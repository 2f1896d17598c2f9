//! HTTP client for rankd

use anyhow::{anyhow, Context, Result};
use rank_common::api::{
    BindRoleRequest, ClaimRequest, ErrorResponse, HealthResponse, LeaderboardResponse,
    MemberRankResponse, SnapshotImportRequest, SnapshotImportResponse,
};
use rank_common::ledger::{LegacyEntryInput, LevelRoleBinding};
use rank_common::{ClaimReceipt, CommunityId, MemberId, RoleId};
use serde::de::DeserializeOwned;
use std::time::Duration;

pub struct RankdClient {
    http: reqwest::Client,
    base_url: String,
}

impl RankdClient {
    pub fn new(base_url: &str) -> Result<Self> {
        let http = reqwest::Client::builder()
            .timeout(Duration::from_secs(10))
            .build()
            .context("Failed to build HTTP client")?;
        Ok(Self {
            http,
            base_url: base_url.trim_end_matches('/').to_string(),
        })
    }

    fn url(&self, path: &str) -> String {
        format!("{}{}", self.base_url, path)
    }

    fn community_url(&self, community: CommunityId, rest: &str) -> String {
        self.url(&format!("/v1/communities/{}{}", community, rest))
    }

    pub async fn health(&self) -> Result<HealthResponse> {
        self.fetch(self.http.get(self.url("/v1/health"))).await
    }

    pub async fn member(&self, community: CommunityId, member: MemberId) -> Result<MemberRankResponse> {
        let url = self.community_url(community, &format!("/members/{}", member));
        self.fetch(self.http.get(url)).await
    }

    pub async fn leaderboard(&self, community: CommunityId, limit: usize) -> Result<LeaderboardResponse> {
        let url = self.community_url(community, "/leaderboard");
        self.fetch(self.http.get(url).query(&[("limit", limit)])).await
    }

    pub async fn claim(
        &self,
        community: CommunityId,
        member: MemberId,
        names: Vec<String>,
    ) -> Result<ClaimReceipt> {
        let url = self.community_url(community, "/claim");
        let body = ClaimRequest { member, names };
        self.fetch(self.http.post(url).json(&body)).await
    }

    pub async fn import(
        &self,
        community: CommunityId,
        entries: Vec<LegacyEntryInput>,
    ) -> Result<SnapshotImportResponse> {
        let url = self.community_url(community, "/snapshot");
        let body = SnapshotImportRequest { entries };
        self.fetch(self.http.post(url).json(&body)).await
    }

    pub async fn roles(&self, community: CommunityId) -> Result<Vec<LevelRoleBinding>> {
        let url = self.community_url(community, "/level-roles");
        self.fetch(self.http.get(url)).await
    }

    pub async fn bind_role(
        &self,
        community: CommunityId,
        level: u32,
        role: RoleId,
    ) -> Result<Vec<LevelRoleBinding>> {
        let url = self.community_url(community, "/level-roles");
        let body = BindRoleRequest { level, role };
        self.fetch(self.http.post(url).json(&body)).await
    }

    pub async fn unbind_role(&self, community: CommunityId, role: RoleId) -> Result<()> {
        let url = self.community_url(community, &format!("/level-roles/{}", role));
        let response = self.send(self.http.delete(url)).await?;
        check(response).await?;
        Ok(())
    }

    async fn send(&self, request: reqwest::RequestBuilder) -> Result<reqwest::Response> {
        request.send().await.map_err(|e| {
            anyhow!(
                "Cannot reach rankd at {}: {}\n\n\
                 Check that the daemon is running or pass --url.",
                self.base_url,
                e
            )
        })
    }

    async fn fetch<T: DeserializeOwned>(&self, request: reqwest::RequestBuilder) -> Result<T> {
        let response = check(self.send(request).await?).await?;
        response
            .json()
            .await
            .context("Unexpected response from rankd")
    }
}

/// Turn an error status into the daemon's error message.
async fn check(response: reqwest::Response) -> Result<reqwest::Response> {
    let status = response.status();
    if status.is_success() {
        return Ok(response);
    }
    match response.json::<ErrorResponse>().await {
        Ok(body) => Err(anyhow!("{} ({})", body.error, body.code)),
        Err(_) => Err(anyhow!("rankd answered with status {}", status)),
    }
}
::::::::::
• _ASSIGNMENT_: The full material has to be written out again exactly as shown.

• _RESULT_:
repository 2f1896d17598c2f9
//! HTTP client for rankd

use anyhow::{anyhow, Context, Result};
use rank_common::api::{
    BindRoleRequest, ClaimRequest, ErrorResponse, HealthResponse, LeaderboardResponse,
    MemberRankResponse, SnapshotImportRequest, SnapshotImportResponse,
};
use rank_common::ledger::{LegacyEntryInput, LevelRoleBinding};
use rank_common::{ClaimReceipt, CommunityId, MemberId, RoleId};
use serde::de::DeserializeOwned;
use std::time::Duration;

pub struct RankdClient {
    http: reqwest::Client,
    base_url: String,
}

impl RankdClient {
    pub fn new(base_url: &str) -> Result<Self> {
        let http = reqwest::Client::builder()
            .timeout(Duration::from_secs(10))
            .build()
            .context("Failed to build HTTP client")?;
        Ok(Self {
            http,
            base_url: base_url.trim_end_matches('/').to_string(),
        })
    }

    fn url(&self, path: &str) -> String {
        format!("{}{}", self.base_url, path)
    }

    fn community_url(&self, community: CommunityId, rest: &str) -> String {
        self.url(&format!("/v1/communities/{}{}", community, rest))
    }

    pub async fn health(&self) -> Result<HealthResponse> {
        self.fetch(self.http.get(self.url("/v1/health"))).await
    }

    pub async fn member(&self, community: CommunityId, member: MemberId) -> Result<MemberRankResponse> {
        let url = self.community_url(community, &format!("/members/{}", member));
        self.fetch(self.http.get(url)).await
    }

    pub async fn leaderboard(&self, community: CommunityId, limit: usize) -> Result<LeaderboardResponse> {
        let url = self.community_url(community, "/leaderboard");
        self.fetch(self.http.get(url).query(&[("limit", limit)])).await
    }

    pub async fn claim(
        &self,
        community: CommunityId,
        member: MemberId,
        names: Vec<String>,
    ) -> Result<ClaimReceipt> {
        let url = self.community_url(community, "/claim");
        let body = ClaimRequest { member, names };
        self.fetch(self.http.post(url).json(&body)).await
    }

    pub async fn import(
        &self,
        community: CommunityId,
        entries: Vec<LegacyEntryInput>,
    ) -> Result<SnapshotImportResponse> {
        let url = self.community_url(community, "/snapshot");
        let body = SnapshotImportRequest { entries };
        self.fetch(self.http.post(url).json(&body)).await
    }

    pub async fn roles(&self, community: CommunityId) -> Result<Vec<LevelRoleBinding>> {
        let url = self.community_url(community, "/level-roles");
        self.fetch(self.http.get(url)).await
    }

    pub async fn bind_role(
        &self,
        community: CommunityId,
        level: u32,
        role: RoleId,
    ) -> Result<Vec<LevelRoleBinding>> {
        let url = self.community_url(community, "/level-roles");
        let body = BindRoleRequest { level, role };
        self.fetch(self.http.post(url).json(&body)).await
    }

    pub async fn unbind_role(&self, community: CommunityId, role: RoleId) -> Result<()> {
        let url = self.community_url(community, &format!("/level-roles/{}", role));
        let response = self.send(self.http.delete(url)).await?;
        check(response).await?;
        Ok(())
    }

    async fn send(&self, request: reqwest::RequestBuilder) -> Result<reqwest::Response> {
        request.send().await.map_err(|e| {
            anyhow!(
                "Cannot reach rankd at {}: {}\n\n\
                 Check that the daemon is running or pass --url.",
                self.base_url,
                e
            )
        })
    }

    async fn fetch<T: DeserializeOwned>(&self, request: reqwest::RequestBuilder) -> Result<T> {
        let response = check(self.send(request).await?).await?;
        response
            .json()
            .await
            .context("Unexpected response from rankd")
    }
}

/// Turn an error status into the daemon's error message.
async fn check(response: reqwest::Response) -> Result<reqwest::Response> {
    let status = response.status();
    if status.is_success() {
        return Ok(response);
    }
    match response.json::<ErrorResponse>().await {
        Ok(body) => Err(anyhow!("{} ({})", body.error, body.code)),
        Err(_) => Err(anyhow!("rankd answered with status {}", status)),
    }
}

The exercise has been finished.